[Dataset entries]
● ● ● ●
use std::collections::{BTreeMap, BTreeSet};

use anyhow::{Context, Result};

use crate::document_store::{
    DataCategory, DocumentSink, DocumentSource, GAME_ID_MAP_PATH, PLAYER_MAP_PATH, TEAM_MAP_PATH,
    load_document, save_document,
};
use crate::filter::BoxScoreFilter;
use crate::types::{
    BoxScore, GameIdMap, GameInfo, GameLog, PlayerInfo, PlayerMap, Season, TeamAbbreviation,
    TeamInfo, TeamMap, TeamStint,
};

#[derive(Debug, Clone, Default, PartialEq)]
pub struct IdentityMaps {
    pub teams: TeamMap,
    pub players: PlayerMap,
    pub games: GameIdMap,
}

#[derive(Debug, Clone, PartialEq)]
pub struct SeasonData {
    pub season: Season,
    pub game_logs: Vec<GameLog>,
    pub box_scores: BTreeMap<TeamAbbreviation, Vec<BoxScore>>,
}

impl SeasonData {
    pub fn load<S: DocumentSource + ?Sized>(source: &S, season: &Season) -> Result<Self> {
        let game_logs: Vec<GameLog> =
            load_document(source, &DataCategory::GameLogs.season_path(season))?
                .unwrap_or_default();
        let mut box_scores = BTreeMap::new();
        for team in TeamAbbreviation::ALL {
            let path = DataCategory::BoxScores.team_season_path(season, team);
            if let Some(scores) = load_document::<Vec<BoxScore>, _>(source, &path)? {
                box_scores.insert(team, scores);
            }
        }
        Ok(Self {
            season: season.clone(),
            game_logs,
            box_scores,
        })
    }

    fn team_box_score(&self, team: TeamAbbreviation, game_id: &str) -> Option<&BoxScore> {
        self.box_scores
            .get(&team)?
            .iter()
            .find(|b| b.game.game_id == game_id)
    }
}

impl IdentityMaps {
    pub fn build(seasons: &[SeasonData]) -> Self {
        let teams = seasons
            .iter()
            .max_by(|a, b| a.season.cmp(&b.season))
            .map(|latest| build_team_map(&latest.game_logs))
            .unwrap_or_default();
        Self {
            teams,
            players: build_player_map(seasons),
            games: build_game_id_map(seasons),
        }
    }

    pub fn load<S: DocumentSource + ?Sized>(source: &S) -> Result<Self> {
        let teams = load_document(source, TEAM_MAP_PATH)?;
        let players = load_document(source, PLAYER_MAP_PATH)?;
        let games = load_document(source, GAME_ID_MAP_PATH)?;
        if teams.is_none() || players.is_none() || games.is_none() {
            log::warn!(
                "identity maps incomplete under {}; run buildMaps",
                source.full_path("")
            );
        }
        Ok(Self {
            teams: teams.unwrap_or_default(),
            players: players.unwrap_or_default(),
            games: games.unwrap_or_default(),
        })
    }

    pub fn save<S: DocumentSink + ?Sized>(&self, sink: &S) -> Result<()> {
        save_document(sink, TEAM_MAP_PATH, &self.teams).context("save team map")?;
        save_document(sink, PLAYER_MAP_PATH, &self.players).context("save player map")?;
        save_document(sink, GAME_ID_MAP_PATH, &self.games).context("save game id map")?;
        Ok(())
    }

    pub fn player(&self, id: &str) -> Option<&PlayerInfo> {
        self.players.id_map.get(id)
    }

    pub fn player_by_simple_id(&self, simple_id: &str) -> Option<&PlayerInfo> {
        let id = self.players.simple_ids.get(simple_id)?;
        self.player(id)
    }
}

pub fn build_team_map(game_logs: &[GameLog]) -> TeamMap {
    let mut teams = TeamMap::new();
    for game_log in game_logs {
        teams
            .entry(game_log.team_abbreviation)
            .or_insert_with(|| TeamInfo {
                abbreviation: game_log.team_abbreviation,
                id: game_log.team_id,
                name: game_log.team_name.clone(),
            });
    }
    teams
}

pub fn build_player_map(seasons: &[SeasonData]) -> PlayerMap {
    let mut id_map: BTreeMap<String, PlayerInfo> = BTreeMap::new();

    for season_data in seasons {
        for (team, box_scores) in &season_data.box_scores {
            for box_score in box_scores {
                let date = &box_score.game.game_date;
                for line in &box_score.player_stats {
                    let player = id_map.entry(line.player_id.clone()).or_insert_with(|| {
                        let (first, last) = split_player_name(&line.player_name);
                        let mut info = PlayerInfo::new(&line.player_id, first, last);
                        info.position = line.start_position.clone();
                        info
                    });
                    let stints = player
                        .teams
                        .entry(season_data.season.clone())
                        .or_default();
                    match stints.iter_mut().find(|stint| stint.team == *team) {
                        Some(stint) => {
                            if *date < stint.start_date {
                                stint.start_date = date.clone();
                            }
                            if *date > stint.end_date {
                                stint.end_date = date.clone();
                            }
                        }
                        None => stints.push(TeamStint {
                            team: *team,
                            start_date: date.clone(),
                            end_date: date.clone(),
                        }),
                    }
                }
            }
        }
    }

    let mut simple_ids: BTreeMap<String, String> = BTreeMap::new();
    for (id, player) in id_map.iter_mut() {
        let base = slugify(&player.full_name());
        let mut slug = base.clone();
        let mut n = 1;
        while simple_ids.contains_key(&slug) {
            slug = format!("{base}-{n}");
            n += 1;
        }
        simple_ids.insert(slug.clone(), id.clone());
        player.simple_id = slug;
        for stints in player.teams.values_mut() {
            stints.sort_by(|a, b| a.start_date.cmp(&b.start_date));
        }
    }

    PlayerMap { id_map, simple_ids }
}

pub fn build_game_id_map(seasons: &[SeasonData]) -> GameIdMap {
    let mut games = GameIdMap::new();
    let on_floor = BoxScoreFilter::default();

    for season_data in seasons {
        for game_log in &season_data.game_logs {
            if games.contains_key(&game_log.game_id) {
                continue;
            }
            let home = game_log.home_team();
            let away = game_log.away_team();
            let (Some(home_score), Some(away_score)) = (
                season_data.team_box_score(home, &game_log.game_id),
                season_data.team_box_score(away, &game_log.game_id),
            ) else {
                log::info!(
                    "no box scores for game {} ({} {} @ {})",
                    game_log.game_id,
                    game_log.game_date,
                    away,
                    home
                );
                continue;
            };

            let players: BTreeSet<String> = home_score
                .player_stats
                .iter()
                .chain(away_score.player_stats.iter())
                .filter(|line| on_floor.passes(&line.stats))
                .map(|line| line.player_id.clone())
                .collect();

            games.insert(
                game_log.game_id.clone(),
                GameInfo {
                    id: game_log.game_id.clone(),
                    date: game_log.game_date.clone(),
                    season: season_data.season.clone(),
                    home,
                    home_points: home_score.game.stats.pts,
                    away,
                    away_points: away_score.game.stats.pts,
                    winner: game_log.winner(),
                    players,
                },
            );
        }
    }
    games
}

/// Splits at the first space; a single-token name is used for both parts.
pub fn split_player_name(name: &str) -> (&str, &str) {
    let name = name.trim();
    match name.split_once(' ') {
        Some((first, last)) => (first, last.trim()),
        None => (name, name),
    }
}

/// Lower-case, hyphen-separated, punctuation dropped: `"J.J. Redick"` ->
/// `"jj-redick"`.
pub fn slugify(text: &str) -> String {
    let mut out = String::with_capacity(text.len());
    let mut pending_hyphen = false;
    for ch in text.chars() {
        if ch.is_alphanumeric() {
            if pending_hyphen && !out.is_empty() {
                out.push('-');
            }
            pending_hyphen = false;
            out.extend(ch.to_lowercase());
        } else if ch.is_whitespace() || ch == '-' {
            pending_hyphen = true;
        }
    }
    out
}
● ● ● ●
▸ What you are asked to do: Go through the data above from its first line and copy each line exactly, stopping once the line with "for team in" has been copied.

▸ Result of this exercise:
use std::collections::{BTreeMap, BTreeSet};

use anyhow::{Context, Result};

use crate::document_store::{
    DataCategory, DocumentSink, DocumentSource, GAME_ID_MAP_PATH, PLAYER_MAP_PATH, TEAM_MAP_PATH,
    load_document, save_document,
};
use crate::filter::BoxScoreFilter;
use crate::types::{
    BoxScore, GameIdMap, GameInfo, GameLog, PlayerInfo, PlayerMap, Season, TeamAbbreviation,
    TeamInfo, TeamMap, TeamStint,
};

#[derive(Debug, Clone, Default, PartialEq)]
pub struct IdentityMaps {
    pub teams: TeamMap,
    pub players: PlayerMap,
    pub games: GameIdMap,
}

#[derive(Debug, Clone, PartialEq)]
pub struct SeasonData {
    pub season: Season,
    pub game_logs: Vec<GameLog>,
    pub box_scores: BTreeMap<TeamAbbreviation, Vec<BoxScore>>,
}

impl SeasonData {
    pub fn load<S: DocumentSource + ?Sized>(source: &S, season: &Season) -> Result<Self> {
        let game_logs: Vec<GameLog> =
            load_document(source, &DataCategory::GameLogs.season_path(season))?
                .unwrap_or_default();
        let mut box_scores = BTreeMap::new();
        for team in TeamAbbreviation::ALL {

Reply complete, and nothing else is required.